I’m sure I don’t really get the deeper issues involved here, but sometimes its hard to not have your breath taken away by some people’s notion of a good idea. Maybe its because I’m not a true geek, but what I’m about to describe strikes me about the same way I feel as when I see a young adult with multiple facial piercings and hear her/him say "Aren’t these great!?"
Modern Healthcare has an interesting piece on a report that was developed by RTI, a contractor to HHS’ Office of the National Coordinator for Health Information Technology (ONCHIT). The report urges revising Electronic Medical Records (EMR) standards to make it easier for payers and the feds to access the records and spot fraud.
Now I’m as big a transparency advocate as the next guy, and I routinely explain to doctors how claims or clinical encounter data can be used to accurately rate their pricing and performance relative to peers within specialty.

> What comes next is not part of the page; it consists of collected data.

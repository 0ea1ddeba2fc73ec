//! Working directory differences against the last commit
//!
//! There is no line-level diff algorithm: a changed file is shown as its whole
//! old content removed and its whole new content added.

pub mod file_diff;
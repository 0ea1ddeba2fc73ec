use crate::areas::repository::Repository;
use crate::artifacts::branch::BranchListEntry;
use crate::artifacts::branch::branch_name::BranchName;
use crate::artifacts::errors::RepositoryError;

impl Repository {
    /// Create a branch pointing at the commit currently checked out
    ///
    /// Without any commit the new branch is empty, just like the default one.
    pub fn branch(&mut self, name: &str) -> anyhow::Result<()> {
        let branch_name = BranchName::try_parse(name.to_string())
            .map_err(|_| RepositoryError::InvalidBranchName(name.to_string()))?;
        let source_oid = self.refs().read_head().cloned();

        self.refs_mut().create_branch(branch_name, source_oid)?;
        debug_log!("created branch {}", name);

        Ok(())
    }

    /// Every branch in creation order, flagging the current one
    pub fn list_branches(&self) -> Vec<BranchListEntry> {
        self.refs().list_branches()
    }
}
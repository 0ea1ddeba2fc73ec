use crate::areas::repository::Repository;
use crate::artifacts::command::ResetMode;

const UNSTAGED: &str = "Unstaged changes after reset";
const INITIAL_HEAD: &str = "initial";

impl Repository {
    /// Clear the staging area
    ///
    /// `--hard` additionally rewrites the working directory from HEAD's
    /// files, or empties it when there is no commit yet.
    pub fn reset(&mut self, mode: ResetMode) -> String {
        self.index_mut().clear();

        match mode {
            ResetMode::Mixed => UNSTAGED.to_string(),
            ResetMode::Hard => {
                let files = self
                    .head_commit()
                    .map(|commit| commit.files().clone())
                    .unwrap_or_default();
                self.workspace_mut().replace(files);

                let head = self
                    .refs()
                    .read_head()
                    .map(|oid| oid.to_short_oid())
                    .unwrap_or_else(|| INITIAL_HEAD.to_string());
                debug_log!("hard reset to {}", head);

                format!("HEAD is now at {}", head)
            }
        }
    }
}
use crate::areas::repository::Repository;
use crate::artifacts::command::Command;
use crate::artifacts::errors::RepositoryError;

impl Repository {
    /// Run a parsed command and render its output
    pub fn execute(&mut self, command: Command) -> anyhow::Result<String> {
        let output = match command {
            Command::Empty => String::new(),
            Command::Init => self.init(),
            Command::Status => self.status().to_string().trim_end().to_string(),
            Command::Add { paths } => {
                self.add(&paths)?;
                String::new()
            }
            Command::Commit { message } => self.commit(&message)?.to_string(),
            Command::Log => self
                .log()?
                .iter()
                .map(ToString::to_string)
                .collect::<Vec<_>>()
                .join("\n\n"),
            Command::ListBranches => self
                .list_branches()
                .iter()
                .map(ToString::to_string)
                .collect::<Vec<_>>()
                .join("\n"),
            Command::Branch { name } => {
                self.branch(&name)?;
                String::new()
            }
            Command::Checkout { name } => self.checkout(&name)?,
            Command::Diff => self.diff().to_string(),
            Command::Merge { branch } => self.merge(&branch)?.to_string(),
            Command::Reset { mode } => self.reset(mode),
            Command::Rm { paths } => self.rm(&paths)?.join("\n"),
            Command::Show { path } => self.show(&path)?,
        };

        Ok(output)
    }

    /// Parse and run one command line
    ///
    /// Never fails: reported conditions come back as their message and any
    /// other error as `Error: <detail>`. The repository stays usable either
    /// way.
    pub fn execute_command(&mut self, line: &str) -> String {
        let result = Command::try_parse(line)
            .map_err(anyhow::Error::from)
            .and_then(|command| self.execute(command));

        match result {
            Ok(output) => output,
            Err(error) => match error.downcast_ref::<RepositoryError>() {
                Some(reported) => reported.to_string(),
                None => format!("Error: {}", error),
            },
        }
    }
}
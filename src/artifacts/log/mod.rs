use crate::artifacts::objects::commit::Commit;
use crate::artifacts::objects::object_id::ObjectId;

/// One commit as shown by `git log`, in medium format
#[derive(Debug, Clone, PartialEq, Eq)]
pub struct LogEntry {
    pub id: ObjectId,
    pub author: String,
    pub date: String,
    pub message: String,
}

impl From<&Commit> for LogEntry {
    fn from(commit: &Commit) -> Self {
        LogEntry {
            id: commit.id().clone(),
            author: commit.author().to_string(),
            date: commit.readable_timestamp(),
            message: commit.message().to_string(),
        }
    }
}

impl std::fmt::Display for LogEntry {
    fn fmt(&self, f: &mut std::fmt::Formatter<'_>) -> std::fmt::Result {
        writeln!(f, "commit {}", self.id)?;
        writeln!(f, "Author: {}", self.author)?;
        writeln!(f, "Date:   {}", self.date)?;
        writeln!(f)?;

        let lines = self
            .message
            .lines()
            .map(|line| format!("    {}", line))
            .collect::<Vec<_>>();
        write!(f, "{}", lines.join("\n"))
    }
}
use crate::areas::repository::Repository;
use crate::artifacts::errors::RepositoryError;
use crate::artifacts::objects::commit::CommitSummary;

const UP_TO_DATE: &str = "Already up to date.";

#[derive(Debug, Clone, PartialEq, Eq)]
pub enum MergeOutcome {
    /// The branch was merged into itself
    UpToDate,
    /// The union of both file sets was committed
    Merged(CommitSummary),
}

impl std::fmt::Display for MergeOutcome {
    fn fmt(&self, f: &mut std::fmt::Formatter<'_>) -> std::fmt::Result {
        match self {
            MergeOutcome::UpToDate => write!(f, "{}", UP_TO_DATE),
            MergeOutcome::Merged(summary) => write!(f, "{}", summary),
        }
    }
}

impl Repository {
    /// Merge another branch into the current one
    ///
    /// There is no common ancestor and no conflict detection: the target
    /// commit's files are laid over the working directory (the target wins on
    /// every collision), the result is staged in full and committed right away
    /// with a single parent, the current HEAD.
    pub fn merge(&mut self, target: &str) -> anyhow::Result<MergeOutcome> {
        let target_branch = self
            .refs()
            .branch(target)
            .cloned()
            .ok_or_else(|| RepositoryError::NotSomethingWeCanMerge(target.to_string()))?;

        if *self.refs().current_branch() == *target {
            return Ok(MergeOutcome::UpToDate);
        }

        let target_files = target_branch
            .commit_id
            .as_ref()
            .and_then(|oid| self.database().load(oid))
            .map(|commit| commit.files().clone())
            .ok_or_else(|| RepositoryError::NoCommitForBranch(target.to_string()))?;

        let mut merged_files = self.workspace().files().clone();
        merged_files.extend(target_files);
        debug_log!(
            "merging {} into {} ({} files)",
            target,
            self.refs().current_branch(),
            merged_files.len()
        );

        self.index_mut().stage_all(&merged_files);
        self.workspace_mut().replace(merged_files);

        let summary = self.commit(&format!("Merge branch '{}'", target))?;

        Ok(MergeOutcome::Merged(summary))
    }
}
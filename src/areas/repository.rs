use crate::areas::database::Database;
use crate::areas::index::Index;
use crate::areas::refs::Refs;
use crate::areas::workspace::Workspace;
use crate::artifacts::objects::commit::Commit;
use crate::config::Config;

/// The sandbox repository
///
/// Owns every storage area. Commands take `&mut self` and mutate the areas in
/// place; callers serialize command submission.
#[derive(Debug, Clone)]
pub struct Repository {
    config: Config,
    workspace: Workspace,
    index: Index,
    database: Database,
    refs: Refs,
    sequence: u64,
}

impl Repository {
    pub fn new(config: Config) -> Self {
        let refs = Refs::new(config.default_branch.clone());

        Repository {
            config,
            workspace: Workspace::new(),
            index: Index::new(),
            database: Database::new(),
            refs,
            sequence: 0,
        }
    }

    pub fn config(&self) -> &Config {
        &self.config
    }

    pub(crate) fn workspace(&self) -> &Workspace {
        &self.workspace
    }

    pub(crate) fn workspace_mut(&mut self) -> &mut Workspace {
        &mut self.workspace
    }

    pub(crate) fn index(&self) -> &Index {
        &self.index
    }

    pub(crate) fn index_mut(&mut self) -> &mut Index {
        &mut self.index
    }

    pub(crate) fn database(&self) -> &Database {
        &self.database
    }

    pub(crate) fn database_mut(&mut self) -> &mut Database {
        &mut self.database
    }

    pub(crate) fn refs(&self) -> &Refs {
        &self.refs
    }

    pub(crate) fn refs_mut(&mut self) -> &mut Refs {
        &mut self.refs
    }

    /// The commit HEAD points at, if any
    pub(crate) fn head_commit(&self) -> Option<&Commit> {
        self.refs
            .read_head()
            .and_then(|oid| self.database.load(oid))
    }

    /// Hand out the next commit sequence number
    pub(crate) fn next_sequence(&mut self) -> u64 {
        self.sequence += 1;
        self.sequence
    }

    /// Drop every area back to its construction-time state
    pub(crate) fn clear(&mut self) {
        self.workspace.clear();
        self.index.clear();
        self.database.clear();
        self.refs = Refs::new(self.config.default_branch.clone());
    }
}

impl Default for Repository {
    fn default() -> Self {
        Repository::new(Config::default())
    }
}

I believe we should use performance ratings to reward the high performers and to incent the poor ones to do better.
But to really get to the system we need, doctors first have to implement and use EMRs. They’re key to making the health system as a whole work better. Fewer than a quarter of physicians currently use them at this point. While there are still some buggy whip advocates out there, a large and growing number of doctors get that. Young physicians take it for granted.

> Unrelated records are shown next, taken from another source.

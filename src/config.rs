use crate::artifacts::branch::branch_name::BranchName;
use crate::artifacts::objects::commit::DEFAULT_AUTHOR;

const AUTHOR_ENV: &str = "GITSIM_AUTHOR_NAME";
const DEFAULT_BRANCH_ENV: &str = "GITSIM_DEFAULT_BRANCH";
const NO_COLOR_ENV: &str = "NO_COLOR";

/// Settings shared by the repository and the shell front-end
#[derive(Debug, Clone, PartialEq, Eq)]
pub struct Config {
    /// Name recorded as the author of every commit
    pub author: String,
    /// Branch created on construction and restored by a simulator reset
    pub default_branch: BranchName,
    /// Whether the shell colorizes its output
    pub color: bool,
}

impl Default for Config {
    fn default() -> Self {
        Config {
            author: DEFAULT_AUTHOR.to_string(),
            default_branch: BranchName::default(),
            color: true,
        }
    }
}

impl Config {
    /// Load the configuration from environment variables
    ///
    /// Reads `GITSIM_AUTHOR_NAME` and `GITSIM_DEFAULT_BRANCH`; color is turned
    /// off when `NO_COLOR` is set. Unset variables keep their defaults.
    pub fn load_from_env() -> anyhow::Result<Self> {
        let mut config = Config::default();

        if let Ok(author) = std::env::var(AUTHOR_ENV)
            && !author.trim().is_empty()
        {
            config.author = author.trim().to_string();
        }

        if let Ok(branch) = std::env::var(DEFAULT_BRANCH_ENV) {
            config.default_branch = BranchName::try_parse(branch)?;
        }

        if std::env::var_os(NO_COLOR_ENV).is_some() {
            config.color = false;
        }

        Ok(config)
    }

    pub fn with_author(mut self, author: impl Into<String>) -> Self {
        self.author = author.into();
        self
    }

    pub fn with_default_branch(mut self, branch: BranchName) -> Self {
        self.default_branch = branch;
        self
    }

    pub fn with_color(mut self, color: bool) -> Self {
        self.color = color;
        self
    }
}
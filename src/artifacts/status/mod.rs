pub mod status_info;
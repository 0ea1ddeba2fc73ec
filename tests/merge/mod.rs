mod merge_branches;
//! Commit identifier (SHA-1 hash)
//!
//! - Full: 40 hex characters (e.g., "abc123...def")
//! - Short: First 7 characters (e.g., "abc1234")

use crate::artifacts::objects::{OBJECT_ID_LENGTH, SHORT_OBJECT_ID_LENGTH};
use serde::{Deserialize, Serialize};
use sha1::{Digest, Sha1};

/// Commit identifier
///
/// A 40-character hexadecimal string that uniquely identifies a commit.
#[derive(Debug, Clone, PartialEq, Eq, Hash, PartialOrd, Ord, Serialize, Deserialize)]
#[serde(try_from = "String", into = "String")]
pub struct ObjectId(String);

impl ObjectId {
    /// Parse and validate an object ID from a string
    ///
    /// # Returns
    ///
    /// Validated ObjectId or error if invalid length/characters
    pub fn try_parse(id: String) -> anyhow::Result<Self> {
        if id.len() != OBJECT_ID_LENGTH {
            return Err(anyhow::anyhow!("Invalid object ID length: {}", id.len()));
        }
        if !id.chars().all(|c| c.is_ascii_hexdigit()) {
            return Err(anyhow::anyhow!("Invalid object ID characters: {}", id));
        }
        Ok(Self(id.to_lowercase()))
    }

    /// Hash arbitrary content into an object ID
    pub fn hash(content: &[u8]) -> anyhow::Result<Self> {
        let mut hasher = Sha1::new();
        hasher.update(content);

        let oid = hasher.finalize();
        Self::try_parse(format!("{oid:x}"))
    }

    /// Get abbreviated form of the object ID
    ///
    /// # Returns
    ///
    /// First 7 characters of the hash (standard Git abbreviation)
    pub fn to_short_oid(&self) -> String {
        self.0.split_at(SHORT_OBJECT_ID_LENGTH).0.to_string()
    }
}

impl TryFrom<String> for ObjectId {
    type Error = anyhow::Error;

    fn try_from(id: String) -> anyhow::Result<Self> {
        Self::try_parse(id)
    }
}

impl From<ObjectId> for String {
    fn from(oid: ObjectId) -> Self {
        oid.0
    }
}

impl AsRef<str> for ObjectId {
    fn as_ref(&self) -> &str {
        &self.0
    }
}

impl std::fmt::Display for ObjectId {
    fn fmt(&self, f: &mut std::fmt::Formatter<'_>) -> std::fmt::Result {
        write!(f, "{}", self.0)
    }
}
const NULL_PATH: &str = "/dev/null";
const NO_CHANGES: &str = "no changes detected";

#[derive(Debug, Clone, PartialEq, Eq)]
pub enum FileDiff {
    /// File absent from the last commit (or there is no commit yet)
    Added { path: String, content: String },
    /// File committed with different content
    Modified {
        path: String,
        old_content: String,
        new_content: String,
    },
}

impl FileDiff {
    pub fn path(&self) -> &str {
        match self {
            FileDiff::Added { path, .. } | FileDiff::Modified { path, .. } => path,
        }
    }
}

impl std::fmt::Display for FileDiff {
    fn fmt(&self, f: &mut std::fmt::Formatter<'_>) -> std::fmt::Result {
        let path = self.path();
        writeln!(f, "diff --git a/{path} b/{path}")?;

        match self {
            FileDiff::Added { content, .. } => {
                writeln!(f, "new file")?;
                writeln!(f, "--- {NULL_PATH}")?;
                writeln!(f, "+++ b/{path}")?;
                write!(f, "+{content}")
            }
            FileDiff::Modified {
                old_content,
                new_content,
                ..
            } => {
                writeln!(f, "--- a/{path}")?;
                writeln!(f, "+++ b/{path}")?;
                writeln!(f, "-{old_content}")?;
                write!(f, "+{new_content}")
            }
        }
    }
}

/// All file differences, ordered by path
#[derive(Debug, Clone, PartialEq, Eq, Default)]
pub struct DiffReport {
    pub files: Vec<FileDiff>,
}

impl DiffReport {
    pub fn is_empty(&self) -> bool {
        self.files.is_empty()
    }
}

impl std::fmt::Display for DiffReport {
    fn fmt(&self, f: &mut std::fmt::Formatter<'_>) -> std::fmt::Result {
        if self.is_empty() {
            return write!(f, "{NO_CHANGES}");
        }

        let hunks = self
            .files
            .iter()
            .map(ToString::to_string)
            .collect::<Vec<_>>()
            .join("\n\n");
        write!(f, "{hunks}")
    }
}
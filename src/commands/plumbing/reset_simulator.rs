use crate::areas::repository::Repository;

impl Repository {
    /// Restore the construction-time state
    ///
    /// Afterwards there are no commits, both file maps are empty and the only
    /// branch is the empty default branch, which is checked out.
    pub fn reset_simulator(&mut self) {
        self.clear();
        debug_log!("simulator reset");
    }
}
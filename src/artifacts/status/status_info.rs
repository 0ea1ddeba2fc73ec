use crate::artifacts::branch::branch_name::BranchName;

const LABEL_WIDTH: usize = 2;

/// Classification of the staging area and the working directory
///
/// Each file lands in at most one list. All lists are sorted by file name.
#[derive(Debug, Clone, PartialEq, Eq)]
pub struct StatusReport {
    pub branch: BranchName,
    /// Present in the staging area
    pub staged: Vec<String>,
    /// Not staged, committed at HEAD with different content
    pub modified: Vec<String>,
    /// Not staged, absent from HEAD (or no commit yet)
    pub untracked: Vec<String>,
}

impl StatusReport {
    pub fn new(branch: BranchName) -> Self {
        StatusReport {
            branch,
            staged: vec![],
            modified: vec![],
            untracked: vec![],
        }
    }

    pub fn is_clean(&self) -> bool {
        self.staged.is_empty() && self.modified.is_empty() && self.untracked.is_empty()
    }
}

impl std::fmt::Display for StatusReport {
    fn fmt(&self, f: &mut std::fmt::Formatter<'_>) -> std::fmt::Result {
        writeln!(f, "On branch {}", self.branch)?;

        if self.is_clean() {
            writeln!(f)?;
            return write!(f, "nothing to commit, working tree clean");
        }

        let sections = [
            ("Changes to be committed:", "new file:   ", &self.staged),
            ("Changes not staged for commit:", "modified:   ", &self.modified),
            ("Untracked files:", "", &self.untracked),
        ];

        for (title, label, files) in sections {
            if files.is_empty() {
                continue;
            }

            writeln!(f)?;
            writeln!(f, "{}", title)?;
            for file in files {
                writeln!(f, "{:>width$}{}{}", "", label, file, width = LABEL_WIDTH)?;
            }
        }

        Ok(())
    }
}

Still, there are a lot of hurdles to installing an EMR system. They’re expensive. They force you to change your practice’s work flows. Some of the designs aren’t all that friendly. They’re complicated. And who wants to learn a new system. Heck, I know I’d like what it can do for me, but I haven’t gotten up the nerve to tackle iMovie yet on my Mac, and that’s about a tenth as complicated as an EMR with embedded practice guidelines.

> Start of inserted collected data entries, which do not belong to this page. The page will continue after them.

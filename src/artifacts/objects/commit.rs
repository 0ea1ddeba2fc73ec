//! Commit object
//!
//! Commits represent snapshots of the staging area at specific points in time.
//! They contain:
//! - A full copy of every staged file (not a diff)
//! - The parent commit ID (the HEAD at creation time, absent for the root)
//! - Author name and timestamp
//! - Commit message
//!
//! ## Identity
//!
//! The commit ID is the SHA-1 digest of:
//! ```text
//! sequence <n>
//! parent <parent-sha>
//! author <name> <timestamp> <timezone>
//! file <name> <size>
//! <content>
//!
//! <commit message>
//! ```
//! The sequence number is handed out by the owning repository and never
//! repeats, so two commits never share an ID.

use crate::artifacts::branch::branch_name::BranchName;
use crate::artifacts::objects::FileMap;
use crate::artifacts::objects::object_id::ObjectId;
use serde::{Deserialize, Serialize};

/// Author name recorded when none is configured
pub const DEFAULT_AUTHOR: &str = "User";

/// An immutable snapshot of the staging area
#[derive(Debug, Clone, PartialEq, Eq, Serialize, Deserialize)]
pub struct Commit {
    id: ObjectId,
    message: String,
    author: String,
    timestamp: chrono::DateTime<chrono::FixedOffset>,
    parent: Option<ObjectId>,
    files: FileMap,
}

impl Commit {
    /// Create a new commit stamped with the current local time
    ///
    /// # Arguments
    ///
    /// * `sequence` - Repository-wide unique sequence number
    /// * `parent` - Commit checked out when this one was created
    /// * `files` - Copy of the staging area
    /// * `author` - Author name
    /// * `message` - Commit message
    pub fn new(
        sequence: u64,
        parent: Option<ObjectId>,
        files: FileMap,
        author: String,
        message: String,
    ) -> anyhow::Result<Self> {
        Self::new_with_timestamp(
            sequence,
            parent,
            files,
            author,
            message,
            chrono::Local::now().fixed_offset(),
        )
    }

    /// Create a new commit with a specific timestamp
    pub fn new_with_timestamp(
        sequence: u64,
        parent: Option<ObjectId>,
        files: FileMap,
        author: String,
        message: String,
        timestamp: chrono::DateTime<chrono::FixedOffset>,
    ) -> anyhow::Result<Self> {
        let payload = Self::payload(sequence, parent.as_ref(), &files, &author, &message, &timestamp);
        let id = ObjectId::hash(payload.as_bytes())?;

        Ok(Commit {
            id,
            message,
            author,
            timestamp,
            parent,
            files,
        })
    }

    fn payload(
        sequence: u64,
        parent: Option<&ObjectId>,
        files: &FileMap,
        author: &str,
        message: &str,
        timestamp: &chrono::DateTime<chrono::FixedOffset>,
    ) -> String {
        let mut lines = vec![];

        lines.push(format!("sequence {}", sequence));
        if let Some(parent) = parent {
            lines.push(format!("parent {}", parent));
        }
        lines.push(format!(
            "author {} {} {}",
            author,
            timestamp.timestamp(),
            timestamp.format("%z")
        ));
        for (name, content) in files {
            lines.push(format!("file {} {}", name, content.len()));
            lines.push(content.clone());
        }
        lines.push(String::new());
        lines.push(message.to_string());

        lines.join("\n")
    }

    pub fn id(&self) -> &ObjectId {
        &self.id
    }

    pub fn message(&self) -> &str {
        &self.message
    }

    /// First line of the commit message
    pub fn short_message(&self) -> String {
        self.message.lines().next().unwrap_or("").to_string()
    }

    pub fn author(&self) -> &str {
        &self.author
    }

    pub fn timestamp(&self) -> chrono::DateTime<chrono::FixedOffset> {
        self.timestamp
    }

    /// Format timestamp in human-readable form
    ///
    /// # Returns
    ///
    /// String like "Mon Jan 1 12:34:56 2024 +0000"
    pub fn readable_timestamp(&self) -> String {
        self.timestamp
            .format("%a %b %-d %H:%M:%S %Y %z")
            .to_string()
    }

    pub fn parent(&self) -> Option<&ObjectId> {
        self.parent.as_ref()
    }

    pub fn is_root(&self) -> bool {
        self.parent.is_none()
    }

    pub fn files(&self) -> &FileMap {
        &self.files
    }

    pub fn file(&self, name: &str) -> Option<&str> {
        self.files.get(name).map(String::as_str)
    }
}

/// One-line confirmation printed after a successful commit
#[derive(Debug, Clone, PartialEq, Eq)]
pub struct CommitSummary {
    pub branch: BranchName,
    pub id: ObjectId,
    pub message: String,
    pub root: bool,
}

impl CommitSummary {
    pub fn new(branch: BranchName, commit: &Commit) -> Self {
        CommitSummary {
            branch,
            id: commit.id().clone(),
            message: commit.short_message(),
            root: commit.is_root(),
        }
    }
}

impl std::fmt::Display for CommitSummary {
    fn fmt(&self, f: &mut std::fmt::Formatter<'_>) -> std::fmt::Result {
        let is_root = if self.root { "(root-commit) " } else { "" };
        write!(
            f,
            "[{} {}{}] {}",
            self.branch,
            is_root,
            self.id.to_short_oid(),
            self.message
        )
    }
}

We KNOW EMRs are a good idea but there are lots of reasons for doctors to say NOT YET. This Administration, to its credit (he said, grudgingly) has gloried in their advocacy for these new
technologies, what they can do, and how they can help improve quality and cost. (Remember Newt’s
line, "Paper Kills?")
So WHY would the guys leading the charge on EMRs announce that one of the really great things to use EMRs for when doctors finally bring them online is to WATCH AND CONTROL THEM MORE EFFECTIVELY.
Dumb, dumb, dumb.
But I’m sure I don’t see the big picture here.